Politique

Andriy Yermak, ancien chef de cabinet de Volodymyr Zelensky, placé en détention provisoire dans une affaire de blanchiment d’argent

La Haute Cour anticorruption d’Ukraine a ordonné le placement en détention provisoire d’Andriy Yermak, ancien chef de cabinet de Volodymyr Zelensky. L’homme, jadis considéré comme l’un des plus influents du pays, est accusé d’avoir orchestré un réseau de blanchiment d’argent via un projet immobilier de luxe en banlieue de la capitale. Le montant ? 460 millions de hryvnias, soit près de 10 millions d’euros.

mise à jour le 15/05/26

Andriy Yermak, hier conseiller du président, aujourd’hui invité surprise des geôles de Kiev.

Un schéma bien huilé

Selon les enquêteurs du Bureau national anticorruption et du Parquet spécialisé, les fonds proviendraient de détournements au sein d’entreprises d’État, notamment Energoatom, l’opérateur nucléaire ukrainien. Cette affaire s’inscrit dans une enquête plus large, baptisée « Opération Midas », qui vise plus de 100 millions de dollars de corruption présumée dans les secteurs de l’énergie, des armes et des marchés militaires.



60 jours pour réfléchir

La cour a fixé la durée de la détention provisoire à 60 jours, avec possibilité de libération sous caution : 140 millions de hryvnias, soit environ 3 millions d’euros. Andriy Yermak, 54 ans, conteste farouchement les accusations. Lors de l’audience, il a déclaré ne pas pouvoir payer seul cette somme, mais espérer l’aide de ses « amis ». Une ironie de plus dans ce pays où les réseaux comptent souvent plus que la loi.

Une démission en demi-teinte

Andriy Yermak avait quitté ses fonctions en novembre 2025, quelques heures après une perquisition à son domicile.
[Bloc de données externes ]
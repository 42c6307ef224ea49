//! Provider-scoped security calls: user info and S2S key management.

use std::sync::Arc;

use papiea_client::ApiInstance;
use papiea_domain::error::{Error, Result};
use papiea_domain::model::{NewS2SKey, S2SKey, UserInfo};
use reqwest::header::{HeaderMap, HeaderValue, AUTHORIZATION};
use reqwest::Method;
use serde::de::DeserializeOwned;
use serde::Serialize;
use serde_json::json;

/// Calls under `{engine}/provider/{prefix}/{version}` on behalf of the
/// holder of `key`. Every failure is wrapped in [`Error::Security`].
#[derive(Debug, Clone)]
pub struct SecurityApi {
    provider_api: Arc<ApiInstance>,
    prefix: String,
    version: String,
    key: String,
}

impl SecurityApi {
    pub(crate) fn new(provider_api: Arc<ApiInstance>, prefix: &str, version: &str, key: &str) -> Self {
        Self {
            provider_api,
            prefix: prefix.to_owned(),
            version: version.to_owned(),
            key: key.to_owned(),
        }
    }

    /// Identity behind the key.
    pub async fn user_info(&self) -> Result<UserInfo> {
        let info: Option<UserInfo> = self
            .request::<(), _>(Method::GET, "auth/user_info", None)
            .await
            .map_err(wrap("Cannot get user info"))?;
        Ok(info.unwrap_or_default())
    }

    pub async fn list_keys(&self) -> Result<Vec<S2SKey>> {
        let keys: Option<Vec<S2SKey>> = self
            .request::<(), _>(Method::GET, "s2skey", None)
            .await
            .map_err(wrap("Cannot list s2s keys"))?;
        Ok(keys.unwrap_or_default())
    }

    pub async fn create_key(&self, new_key: &NewS2SKey) -> Result<S2SKey> {
        let key: Option<S2SKey> = self
            .request(Method::POST, "s2skey", Some(new_key))
            .await
            .map_err(wrap("Cannot create s2s key"))?;
        key.ok_or_else(|| {
            wrap("Cannot create s2s key")(Error::Decode("empty response to create key".into()))
        })
    }

    pub async fn deactivate_key(&self, uuid: &str) -> Result<()> {
        let body = json!({ "uuid": uuid, "active": false });
        self.request::<_, serde_json::Value>(Method::PUT, "s2skey", Some(&body))
            .await
            .map_err(wrap("Cannot deactivate s2s key"))?;
        Ok(())
    }

    async fn request<B, T>(&self, method: Method, route: &str, body: Option<&B>) -> Result<Option<T>>
    where
        B: Serialize + ?Sized,
        T: DeserializeOwned,
    {
        let mut headers = HeaderMap::new();
        let bearer = HeaderValue::from_str(&format!("Bearer {}", self.key))
            .map_err(|e| Error::Config(format!("invalid s2s key: {e}")))?;
        headers.insert(AUTHORIZATION, bearer);

        let path = format!("{}/{}/{route}", self.prefix, self.version);
        self.provider_api
            .call(method, &path, body, Some(&headers))
            .await
    }
}

fn wrap(context: &'static str) -> impl Fn(Error) -> Error {
    move |source| Error::Security {
        context: context.to_owned(),
        source: Box::new(source),
    }
}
À l’époque, l’entourage présidentiel avait présenté cette démission comme un geste pour « restaurer la confiance ». Un argument qui sonne aujourd’hui comme une mauvaise blague.

Zelensky, intouchable ?

Aucune charge n’a pour l’instant été retenue contre Volodymyr Zelensky lui-même. Pourtant, l’affaire jette une ombre sur son règne, alors que l’Ukraine, en pleine guerre, subissait déjà des pressions internationales pour lutter contre la corruption. Les institutions anticorruption, créées après Maïdan en 2014, continuent de fonctionner, malgré tout.

Un procès en direct

Les audiences des 12 et 13 mai ont été retransmises en direct, preuve, selon les autorités, de leur transparence. Les enquêteurs y ont détaillé l’utilisation présumée de sociétés écrans et de transactions fictives entre 2021 et 2025. Objectif ? Blanchir des fonds via la construction de résidences de luxe, dont l’une aurait été destinée à Andriy Yermak lui-même.



12 ans de prison en ligne de mire

En cas de condamnation, l’ex-conseiller risque jusqu’à 12 ans de prison. Une perspective qui, dans l’Ukraine d’aujourd’hui, pourrait bien n’être qu’un détail de plus dans une longue liste de scandales.